**Description of the task**: Within the records below, filter for lines carrying the word "derive" and copy them.

**Stored data entries**:

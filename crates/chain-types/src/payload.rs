//! Payload codecs for the kinds that carry structured data.
//!
//! Code deploys and KV puts are RLP envelopes with a leading version byte, a
//! KV put additionally prefixed by a fixed magic so it can never be mistaken
//! for another payload.  System actions are JSON.

use alloy_rlp::{Decodable, RlpDecodable, RlpEncodable};
use parexec_primitives::Bytes;
use serde::{Deserialize, Serialize};
use thiserror::Error;

/// Envelope version accepted by both RLP codecs.
pub const PAYLOAD_VERSION: u8 = 1;

/// Magic prefix of an encoded KV put.
pub const KV_PUT_PREFIX: &[u8] = b"PXKV1";

#[derive(Clone, Debug, Eq, PartialEq, Error)]
pub enum PayloadError {
    #[error("empty payload")]
    Empty,

    #[error("malformed rlp: {0}")]
    Rlp(#[from] alloy_rlp::Error),

    #[error("trailing bytes after payload")]
    TrailingBytes,

    #[error("unsupported payload version {0}")]
    UnsupportedVersion(u8),

    #[error("ttl must be nonzero")]
    ZeroTtl,

    #[error("missing kv payload prefix")]
    MissingPrefix,

    #[error("namespace must not be blank")]
    BlankNamespace,

    #[error("malformed system action: {0}")]
    Json(String),

    #[error("system action is missing its action field")]
    MissingAction,
}

fn decode_exact<T: Decodable>(mut buf: &[u8]) -> Result<T, PayloadError> {
    let v = T::decode(&mut buf)?;
    if !buf.is_empty() {
        return Err(PayloadError::TrailingBytes);
    }
    Ok(v)
}

#[derive(RlpEncodable, RlpDecodable)]
struct SetCodeEnvelope {
    version: u8,
    ttl: u64,
    code: Bytes,
}

/// Code to install and how many blocks it lives for.
#[derive(Clone, Debug, Eq, PartialEq)]
pub struct SetCodePayload {
    ttl: u64,
    code: Bytes,
}

impl SetCodePayload {
    pub fn new(ttl: u64, code: Bytes) -> Self {
        Self { ttl, code }
    }

    pub fn ttl(&self) -> u64 {
        self.ttl
    }

    pub fn code(&self) -> &Bytes {
        &self.code
    }

    pub fn encode(&self) -> Result<Bytes, PayloadError> {
        if self.ttl == 0 {
            return Err(PayloadError::ZeroTtl);
        }
        let env = SetCodeEnvelope {
            version: PAYLOAD_VERSION,
            ttl: self.ttl,
            code: self.code.clone(),
        };
        Ok(alloy_rlp::encode(&env).into())
    }

    pub fn decode(data: &[u8]) -> Result<Self, PayloadError> {
        if data.is_empty() {
            return Err(PayloadError::Empty);
        }
        let env: SetCodeEnvelope = decode_exact(data)?;
        if env.version != PAYLOAD_VERSION {
            return Err(PayloadError::UnsupportedVersion(env.version));
        }
        if env.ttl == 0 {
            return Err(PayloadError::ZeroTtl);
        }
        Ok(Self {
            ttl: env.ttl,
            code: env.code,
        })
    }
}

#[derive(RlpEncodable, RlpDecodable)]
struct KvPutEnvelope {
    version: u8,
    namespace: String,
    key: Bytes,
    value: Bytes,
    ttl: u64,
}

/// A TTL-bound key-value write, stored under the sender.
#[derive(Clone, Debug, Eq, PartialEq)]
pub struct KvPutPayload {
    namespace: String,
    key: Bytes,
    value: Bytes,
    ttl: u64,
}

impl KvPutPayload {
    pub fn new(namespace: impl Into<String>, key: Bytes, value: Bytes, ttl: u64) -> Self {
        Self {
            namespace: namespace.into(),
            key,
            value,
            ttl,
        }
    }

    pub fn namespace(&self) -> &str {
        &self.namespace
    }

    pub fn key(&self) -> &Bytes {
        &self.key
    }

    pub fn value(&self) -> &Bytes {
        &self.value
    }

    pub fn ttl(&self) -> u64 {
        self.ttl
    }

    fn check(&self) -> Result<(), PayloadError> {
        if self.namespace.trim().is_empty() {
            return Err(PayloadError::BlankNamespace);
        }
        if self.ttl == 0 {
            return Err(PayloadError::ZeroTtl);
        }
        Ok(())
    }

    pub fn encode(&self) -> Result<Bytes, PayloadError> {
        self.check()?;
        let env = KvPutEnvelope {
            version: PAYLOAD_VERSION,
            namespace: self.namespace.clone(),
            key: self.key.clone(),
            value: self.value.clone(),
            ttl: self.ttl,
        };
        let mut out = KV_PUT_PREFIX.to_vec();
        out.extend_from_slice(&alloy_rlp::encode(&env));
        Ok(out.into())
    }

    pub fn decode(data: &[u8]) -> Result<Self, PayloadError> {
        let body = data
            .strip_prefix(KV_PUT_PREFIX)
            .filter(|b| !b.is_empty())
            .ok_or(PayloadError::MissingPrefix)?;
        let env: KvPutEnvelope = decode_exact(body)?;
        if env.version != PAYLOAD_VERSION {
            return Err(PayloadError::UnsupportedVersion(env.version));
        }
        let payload = Self {
            namespace: env.namespace,
            key: env.key,
            value: env.value,
            ttl: env.ttl,
        };
        payload.check()?;
        Ok(payload)
    }
}

/// Actions the validator registry understands.
#[derive(Copy, Clone, Debug, Eq, PartialEq)]
pub enum ActionKind {
    NodeRegister,
    NodeStake,
    NodeUnstake,
}

impl ActionKind {
    pub fn from_name(name: &str) -> Option<Self> {
        match name {
            "NODE_REGISTER" => Some(Self::NodeRegister),
            "NODE_STAKE" => Some(Self::NodeStake),
            "NODE_UNSTAKE" => Some(Self::NodeUnstake),
            _ => None,
        }
    }

    pub fn name(&self) -> &'static str {
        match self {
            Self::NodeRegister => "NODE_REGISTER",
            Self::NodeStake => "NODE_STAKE",
            Self::NodeUnstake => "NODE_UNSTAKE",
        }
    }
}

/// JSON envelope of a system action.  The action name is kept as a string so
/// that unknown actions decode fine and fail at execution instead.
#[derive(Clone, Debug, Eq, PartialEq, Serialize, Deserialize)]
pub struct SysAction {
    pub action: String,

    #[serde(default, skip_serializing_if = "Option::is_none")]
    pub payload: Option<serde_json::Value>,
}

impl SysAction {
    pub fn new(kind: ActionKind, payload: Option<serde_json::Value>) -> Self {
        Self {
            action: kind.name().to_owned(),
            payload,
        }
    }

    pub fn kind(&self) -> Option<ActionKind> {
        ActionKind::from_name(&self.action)
    }

    pub fn encode(&self) -> Result<Bytes, PayloadError> {
        serde_json::to_vec(self)
            .map(Bytes::from)
            .map_err(|e| PayloadError::Json(e.to_string()))
    }

    pub fn decode(data: &[u8]) -> Result<Self, PayloadError> {
        if data.is_empty() {
            return Err(PayloadError::Empty);
        }
        let sa: Self =
            serde_json::from_slice(data).map_err(|e| PayloadError::Json(e.to_string()))?;
        if sa.action.is_empty() {
            return Err(PayloadError::MissingAction);
        }
        Ok(sa)
    }

    /// Decodes the inner payload, falling back to the default when absent.
    pub fn decode_payload<T>(&self) -> Result<T, PayloadError>
    where
        T: for<'de> Deserialize<'de> + Default,
    {
        match &self.payload {
            None => Ok(T::default()),
            Some(v) => {
                serde_json::from_value(v.clone()).map_err(|e| PayloadError::Json(e.to_string()))
            }
        }
    }
}

/// Payload of `NODE_REGISTER` and optionally `NODE_STAKE`.
#[derive(Clone, Debug, Default, Eq, PartialEq, Serialize, Deserialize)]
pub struct NodeRegisterPayload {
    #[serde(default, skip_serializing_if = "Option::is_none")]
    pub endpoint: Option<String>,

    /// Commission in basis points.
    #[serde(default)]
    pub commission_bps: u16,
}

#[cfg(test)]
mod tests {
    use proptest::prelude::*;

    use super::*;

    #[test]
    fn test_set_code_rejects_bad_envelopes() {
        assert_eq!(SetCodePayload::decode(&[]), Err(PayloadError::Empty));
        assert_eq!(
            SetCodePayload::new(0, Bytes::from_static(b"x")).encode(),
            Err(PayloadError::ZeroTtl)
        );

        let bad_version = alloy_rlp::encode(SetCodeEnvelope {
            version: 2,
            ttl: 5,
            code: Bytes::from_static(b"x"),
        });
        assert_eq!(
            SetCodePayload::decode(&bad_version),
            Err(PayloadError::UnsupportedVersion(2))
        );

        let mut trailing = SetCodePayload::new(5, Bytes::from_static(b"abc"))
            .encode()
            .expect("test: encode")
            .to_vec();
        trailing.push(0);
        assert_eq!(SetCodePayload::decode(&trailing), Err(PayloadError::TrailingBytes));
    }

    #[test]
    fn test_kv_put_prefix_and_namespace() {
        let p = KvPutPayload::new("ns", Bytes::from_static(b"k"), Bytes::from_static(b"v"), 9);
        let enc = p.encode().expect("test: encode");
        assert!(enc.starts_with(KV_PUT_PREFIX));
        assert_eq!(KvPutPayload::decode(&enc), Ok(p));

        assert_eq!(KvPutPayload::decode(KV_PUT_PREFIX), Err(PayloadError::MissingPrefix));
        assert_eq!(KvPutPayload::decode(&enc[1..]), Err(PayloadError::MissingPrefix));
        assert_eq!(
            KvPutPayload::new("  ", Bytes::new(), Bytes::new(), 1).encode(),
            Err(PayloadError::BlankNamespace)
        );
    }

    #[test]
    fn test_sys_action_json() {
        let raw = br#"{"action":"NODE_STAKE","payload":{"commission_bps":250}}"#;
        let sa = SysAction::decode(raw).expect("test: decode");
        assert_eq!(sa.kind(), Some(ActionKind::NodeStake));
        let p: NodeRegisterPayload = sa.decode_payload().expect("test: payload");
        assert_eq!(p.commission_bps, 250);
        assert_eq!(p.endpoint, None);

        let unknown = SysAction::decode(br#"{"action":"AGENT_REGISTER"}"#).expect("test: decode");
        assert_eq!(unknown.kind(), None);

        assert_eq!(SysAction::decode(br#"{"action":""}"#), Err(PayloadError::MissingAction));
        assert!(matches!(SysAction::decode(b"not json"), Err(PayloadError::Json(_))));
    }

    proptest! {
        #[test]
        fn test_kv_put_decode_never_panics(data in proptest::collection::vec(any::<u8>(), 0..96)) {
            let mut buf = KV_PUT_PREFIX.to_vec();
            buf.extend_from_slice(&data);
            let _ = KvPutPayload::decode(&buf);
            let _ = SetCodePayload::decode(&data);
        }
    }
}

**Task answer**:
#[derive(Clone, Debug, Eq, PartialEq, Error)]
#[derive(RlpEncodable, RlpDecodable)]
#[derive(Clone, Debug, Eq, PartialEq)]
#[derive(RlpEncodable, RlpDecodable)]
#[derive(Clone, Debug, Eq, PartialEq)]
#[derive(Copy, Clone, Debug, Eq, PartialEq)]
#[derive(Clone, Debug, Eq, PartialEq, Serialize, Deserialize)]
#[derive(Clone, Debug, Default, Eq, PartialEq, Serialize, Deserialize)]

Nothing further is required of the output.